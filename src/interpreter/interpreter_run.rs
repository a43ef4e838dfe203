// Copyright (c) Chris Gunn.
// Licensed under the MIT license.

use std::{borrow::Cow, collections::HashMap, mem};

use xmltree::{Element, XMLNode};

use crate::{
    ast::{BinaryOperator, Expr, ExprOpBinary},
    bindings::Bindings,
    config::SiteContext,
    error::TemplateError,
    parser::{split_placeholders, FormulaParser, Segment},
    template::TemplateDefinition,
    template_value::TemplateValue,
};

use super::actions::Action;

pub struct InterpreterRun<'a> {
    pub(super) def: &'a TemplateDefinition,
    pub(super) ctx: &'a SiteContext,
    pub(super) bindings: Bindings,
    // Only needed for markers that were not in the definition body, e.g. ones that arrived
    // through a bound value and are re-scanned inside a loop body.
    fallback_parser: Option<FormulaParser>,
}

/// Result of evaluating a formula against the current bindings.
#[derive(Clone, Debug, PartialEq)]
pub enum Computed {
    Resolved(String),
    /// A variable the formula needs is not bound yet.
    Deferred,
}

impl<'a> InterpreterRun<'a> {
    pub fn new(
        def: &'a TemplateDefinition,
        ctx: &'a SiteContext,
        variables: HashMap<String, TemplateValue>,
    ) -> InterpreterRun<'a> {
        InterpreterRun {
            def,
            ctx,
            bindings: Bindings::new(variables),
            fallback_parser: None,
        }
    }

    #[cfg(test)]
    pub fn bindings(&self) -> &Bindings {
        &self.bindings
    }

    /// Substitutes placeholders throughout `elem`, then runs every action in it.
    pub fn expand_content(&mut self, elem: &mut Element) -> Result<(), TemplateError> {
        self.substitute(elem)?;
        self.expand_actions(elem)
    }

    pub fn substitute(&mut self, elem: &mut Element) -> Result<(), TemplateError> {
        for value in elem.attributes.values_mut() {
            if value.contains("{{") {
                *value = self.substitute_attribute(value)?;
            }
        }

        let children = mem::take(&mut elem.children);
        for child in children {
            match child {
                XMLNode::Element(mut child) => {
                    self.substitute(&mut child)?;
                    elem.children.push(XMLNode::Element(child));
                }
                XMLNode::Text(text) => self.substitute_text(&text, &mut elem.children)?,
                other => elem.children.push(other),
            }
        }
        Ok(())
    }

    fn substitute_attribute(&mut self, value: &str) -> Result<String, TemplateError> {
        let mut out = String::with_capacity(value.len());
        for segment in split_placeholders(value) {
            match segment {
                Segment::Literal(text) => out.push_str(text),
                Segment::Placeholder { raw, formula } => match self.evaluate(formula)? {
                    Computed::Resolved(text) => out.push_str(&text),
                    Computed::Deferred => out.push_str(raw),
                },
            }
        }
        Ok(out)
    }

    fn substitute_text(&mut self, text: &str, out: &mut Vec<XMLNode>) -> Result<(), TemplateError> {
        let segments = split_placeholders(text);
        if !segments.iter().any(|segment| matches!(segment, Segment::Placeholder { .. })) {
            out.push(XMLNode::Text(text.to_string()));
            return Ok(());
        }

        let mut pending = String::new();
        for segment in segments {
            let (raw, formula) = match segment {
                Segment::Literal(literal) => {
                    pending.push_str(literal);
                    continue;
                }
                Segment::Placeholder { raw, formula } => (raw, formula),
            };

            // A lone variable holding markup splices the markup itself rather than its text.
            if let Some(fragment) = self.xml_variable(formula)? {
                if !pending.is_empty() {
                    out.push(XMLNode::Text(mem::take(&mut pending)));
                }
                out.extend(fragment.children.iter().cloned());
                continue;
            }

            match self.evaluate(formula)? {
                Computed::Resolved(text) => pending.push_str(&text),
                Computed::Deferred => pending.push_str(raw),
            }
        }
        if !pending.is_empty() {
            out.push(XMLNode::Text(pending));
        }
        Ok(())
    }

    fn xml_variable(&mut self, formula: &str) -> Result<Option<Element>, TemplateError> {
        let Some(expr) = self.lookup_formula(formula)? else {
            return Ok(None);
        };
        let Expr::Variable(var) = expr.as_ref() else {
            return Ok(None);
        };
        match self.bindings.lookup(&var.path) {
            Some(TemplateValue::Xml(fragment)) => Ok(Some(fragment.as_ref().clone())),
            _ => Ok(None),
        }
    }

    /// Evaluates the formula text found inside a marker.
    pub fn evaluate(&mut self, formula: &str) -> Result<Computed, TemplateError> {
        let Some(expr) = self.lookup_formula(formula)? else {
            return Ok(Computed::Deferred);
        };
        self.interpret_expr(formula, &expr)
    }

    fn lookup_formula(&mut self, formula: &str) -> Result<Option<Cow<'a, Expr>>, TemplateError> {
        let def = self.def;
        if let Some(expr) = def.formula(formula) {
            return Ok(Some(Cow::Borrowed(expr)));
        }

        let parser = self.fallback_parser.get_or_insert_with(FormulaParser::new);
        match parser.parse(formula) {
            Ok(expr) => Ok(Some(Cow::Owned(expr))),
            Err(err) => {
                // Markers outside the definition body are text, not template source.
                tracing::debug!(template = %self.def.name(), %err, "leaving marker as text");
                Ok(None)
            }
        }
    }

    pub fn interpret_expr(&self, formula: &str, expr: &Expr) -> Result<Computed, TemplateError> {
        match expr {
            Expr::Variable(var) => match self.bindings.lookup(&var.path) {
                Some(value) => {
                    let text = value
                        .render_text()
                        .map_err(|reason| TemplateError::expression(formula, format!("'{}': {}", var, reason)))?;
                    Ok(Computed::Resolved(text))
                }
                None => Ok(Computed::Deferred),
            },
            Expr::Constant(constant) => Ok(Computed::Resolved(constant.value.clone())),
            Expr::Binary(binary) => self.interpret_binary_op(formula, binary),
        }
    }

    fn interpret_binary_op(&self, formula: &str, binary: &ExprOpBinary) -> Result<Computed, TemplateError> {
        let left = self.interpret_expr(formula, &binary.left)?;
        let right = self.interpret_expr(formula, &binary.right)?;
        let (Computed::Resolved(left), Computed::Resolved(right)) = (left, right) else {
            return Ok(Computed::Deferred);
        };

        let left = parse_operand(formula, &left)?;
        let right = parse_operand(formula, &right)?;
        let result = match binary.op {
            BinaryOperator::Exponent => format_number(left.powf(right)),
            BinaryOperator::Multiply => format_number(left * right),
            BinaryOperator::Divide => format_number(left / right),
            BinaryOperator::IntDivide => format_number((left / right).floor()),
            BinaryOperator::Add => format_number(left + right),
            BinaryOperator::Subtract => format_number(left - right),
            BinaryOperator::Modulo => format_number(left % right),
            BinaryOperator::Equal => format_bool(left == right),
            BinaryOperator::NotEqual => format_bool(left != right),
        };
        Ok(Computed::Resolved(result))
    }

    /// Walks `elem` depth first, replacing every action element with its output.
    pub fn expand_actions(&mut self, elem: &mut Element) -> Result<(), TemplateError> {
        let children = mem::take(&mut elem.children);
        for child in children {
            match child {
                XMLNode::Element(child) => match Action::from_tag(&child.name) {
                    Some(action) => {
                        let nodes = self.run_action(action, child)?;
                        elem.children.extend(nodes);
                    }
                    None => {
                        let mut child = child;
                        self.expand_actions(&mut child)?;
                        elem.children.push(XMLNode::Element(child));
                    }
                },
                other => elem.children.push(other),
            }
        }
        Ok(())
    }
}

fn parse_operand(formula: &str, text: &str) -> Result<f64, TemplateError> {
    text.trim()
        .parse::<f64>()
        .map_err(|_| TemplateError::expression(formula, format!("'{}' is not a number", text)))
}

pub fn format_number(value: f64) -> String {
    format!("{}", value)
}

pub fn format_bool(value: bool) -> String {
    let text = if value { "True" } else { "False" };
    text.to_string()
}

» Exercise directions: Restate all of the data above. Match it word for word.

» Task solution:
filename src/interpreter/interpreter_run.rs
repository a43ef4e838dfe203
// Copyright (c) Chris Gunn.
// Licensed under the MIT license.

use std::{borrow::Cow, collections::HashMap, mem};

use xmltree::{Element, XMLNode};

use crate::{
    ast::{BinaryOperator, Expr, ExprOpBinary},
    bindings::Bindings,
    config::SiteContext,
    error::TemplateError,
    parser::{split_placeholders, FormulaParser, Segment},
    template::TemplateDefinition,
    template_value::TemplateValue,
};

use super::actions::Action;

pub struct InterpreterRun<'a> {
    pub(super) def: &'a TemplateDefinition,
    pub(super) ctx: &'a SiteContext,
    pub(super) bindings: Bindings,
    // Only needed for markers that were not in the definition body, e.g. ones that arrived
    // through a bound value and are re-scanned inside a loop body.
    fallback_parser: Option<FormulaParser>,
}

/// Result of evaluating a formula against the current bindings.
#[derive(Clone, Debug, PartialEq)]
pub enum Computed {
    Resolved(String),
    /// A variable the formula needs is not bound yet.
    Deferred,
}

impl<'a> InterpreterRun<'a> {
    pub fn new(
        def: &'a TemplateDefinition,
        ctx: &'a SiteContext,
        variables: HashMap<String, TemplateValue>,
    ) -> InterpreterRun<'a> {
        InterpreterRun {
            def,
            ctx,
            bindings: Bindings::new(variables),
            fallback_parser: None,
        }
    }

    #[cfg(test)]
    pub fn bindings(&self) -> &Bindings {
        &self.bindings
    }

    /// Substitutes placeholders throughout `elem`, then runs every action in it.
    pub fn expand_content(&mut self, elem: &mut Element) -> Result<(), TemplateError> {
        self.substitute(elem)?;
        self.expand_actions(elem)
    }

    pub fn substitute(&mut self, elem: &mut Element) -> Result<(), TemplateError> {
        for value in elem.attributes.values_mut() {
            if value.contains("{{") {
                *value = self.substitute_attribute(value)?;
            }
        }

        let children = mem::take(&mut elem.children);
        for child in children {
            match child {
                XMLNode::Element(mut child) => {
                    self.substitute(&mut child)?;
                    elem.children.push(XMLNode::Element(child));
                }
                XMLNode::Text(text) => self.substitute_text(&text, &mut elem.children)?,
                other => elem.children.push(other),
            }
        }
        Ok(())
    }

    fn substitute_attribute(&mut self, value: &str) -> Result<String, TemplateError> {
        let mut out = String::with_capacity(value.len());
        for segment in split_placeholders(value) {
            match segment {
                Segment::Literal(text) => out.push_str(text),
                Segment::Placeholder { raw, formula } => match self.evaluate(formula)? {
                    Computed::Resolved(text) => out.push_str(&text),
                    Computed::Deferred => out.push_str(raw),
                },
            }
        }
        Ok(out)
    }

    fn substitute_text(&mut self, text: &str, out: &mut Vec<XMLNode>) -> Result<(), TemplateError> {
        let segments = split_placeholders(text);
        if !segments.iter().any(|segment| matches!(segment, Segment::Placeholder { .. })) {
            out.push(XMLNode::Text(text.to_string()));
            return Ok(());
        }

        let mut pending = String::new();
        for segment in segments {
            let (raw, formula) = match segment {
                Segment::Literal(literal) => {
                    pending.push_str(literal);
                    continue;
                }
                Segment::Placeholder { raw, formula } => (raw, formula),
            };

            // A lone variable holding markup splices the markup itself rather than its text.
            if let Some(fragment) = self.xml_variable(formula)? {
                if !pending.is_empty() {
                    out.push(XMLNode::Text(mem::take(&mut pending)));
                }
                out.extend(fragment.children.iter().cloned());
                continue;
            }

            match self.evaluate(formula)? {
                Computed::Resolved(text) => pending.push_str(&text),
                Computed::Deferred => pending.push_str(raw),
            }
        }
        if !pending.is_empty() {
            out.push(XMLNode::Text(pending));
        }
        Ok(())
    }

    fn xml_variable(&mut self, formula: &str) -> Result<Option<Element>, TemplateError> {
        let Some(expr) = self.lookup_formula(formula)? else {
            return Ok(None);
        };
        let Expr::Variable(var) = expr.as_ref() else {
            return Ok(None);
        };
        match self.bindings.lookup(&var.path) {
            Some(TemplateValue::Xml(fragment)) => Ok(Some(fragment.as_ref().clone())),
            _ => Ok(None),
        }
    }

    /// Evaluates the formula text found inside a marker.
    pub fn evaluate(&mut self, formula: &str) -> Result<Computed, TemplateError> {
        let Some(expr) = self.lookup_formula(formula)? else {
            return Ok(Computed::Deferred);
        };
        self.interpret_expr(formula, &expr)
    }

    fn lookup_formula(&mut self, formula: &str) -> Result<Option<Cow<'a, Expr>>, TemplateError> {
        let def = self.def;
        if let Some(expr) = def.formula(formula) {
            return Ok(Some(Cow::Borrowed(expr)));
        }

        let parser = self.fallback_parser.get_or_insert_with(FormulaParser::new);
        match parser.parse(formula) {
            Ok(expr) => Ok(Some(Cow::Owned(expr))),
            Err(err) => {
                // Markers outside the definition body are text, not template source.
                tracing::debug!(template = %self.def.name(), %err, "leaving marker as text");
                Ok(None)
            }
        }
    }

    pub fn interpret_expr(&self, formula: &str, expr: &Expr) -> Result<Computed, TemplateError> {
        match expr {
            Expr::Variable(var) => match self.bindings.lookup(&var.path) {
                Some(value) => {
                    let text = value
                        .render_text()
                        .map_err(|reason| TemplateError::expression(formula, format!("'{}': {}", var, reason)))?;
                    Ok(Computed::Resolved(text))
                }
                None => Ok(Computed::Deferred),
            },
            Expr::Constant(constant) => Ok(Computed::Resolved(constant.value.clone())),
            Expr::Binary(binary) => self.interpret_binary_op(formula, binary),
        }
    }

    fn interpret_binary_op(&self, formula: &str, binary: &ExprOpBinary) -> Result<Computed, TemplateError> {
        let left = self.interpret_expr(formula, &binary.left)?;
        let right = self.interpret_expr(formula, &binary.right)?;
        let (Computed::Resolved(left), Computed::Resolved(right)) = (left, right) else {
            return Ok(Computed::Deferred);
        };

        let left = parse_operand(formula, &left)?;
        let right = parse_operand(formula, &right)?;
        let result = match binary.op {
            BinaryOperator::Exponent => format_number(left.powf(right)),
            BinaryOperator::Multiply => format_number(left * right),
            BinaryOperator::Divide => format_number(left / right),
            BinaryOperator::IntDivide => format_number((left / right).floor()),
            BinaryOperator::Add => format_number(left + right),
            BinaryOperator::Subtract => format_number(left - right),
            BinaryOperator::Modulo => format_number(left % right),
            BinaryOperator::Equal => format_bool(left == right),
            BinaryOperator::NotEqual => format_bool(left != right),
        };
        Ok(Computed::Resolved(result))
    }

    /// Walks `elem` depth first, replacing every action element with its output.
    pub fn expand_actions(&mut self, elem: &mut Element) -> Result<(), TemplateError> {
        let children = mem::take(&mut elem.children);
        for child in children {
            match child {
                XMLNode::Element(child) => match Action::from_tag(&child.name) {
                    Some(action) => {
                        let nodes = self.run_action(action, child)?;
                        elem.children.extend(nodes);
                    }
                    None => {
                        let mut child = child;
                        self.expand_actions(&mut child)?;
                        elem.children.push(XMLNode::Element(child));
                    }
                },
                other => elem.children.push(other),
            }
        }
        Ok(())
    }
}

fn parse_operand(formula: &str, text: &str) -> Result<f64, TemplateError> {
    text.trim()
        .parse::<f64>()
        .map_err(|_| TemplateError::expression(formula, format!("'{}' is not a number", text)))
}

pub fn format_number(value: f64) -> String {
    format!("{}", value)
}

pub fn format_bool(value: bool) -> String {
    let text = if value { "True" } else { "False" };
    text.to_string()
}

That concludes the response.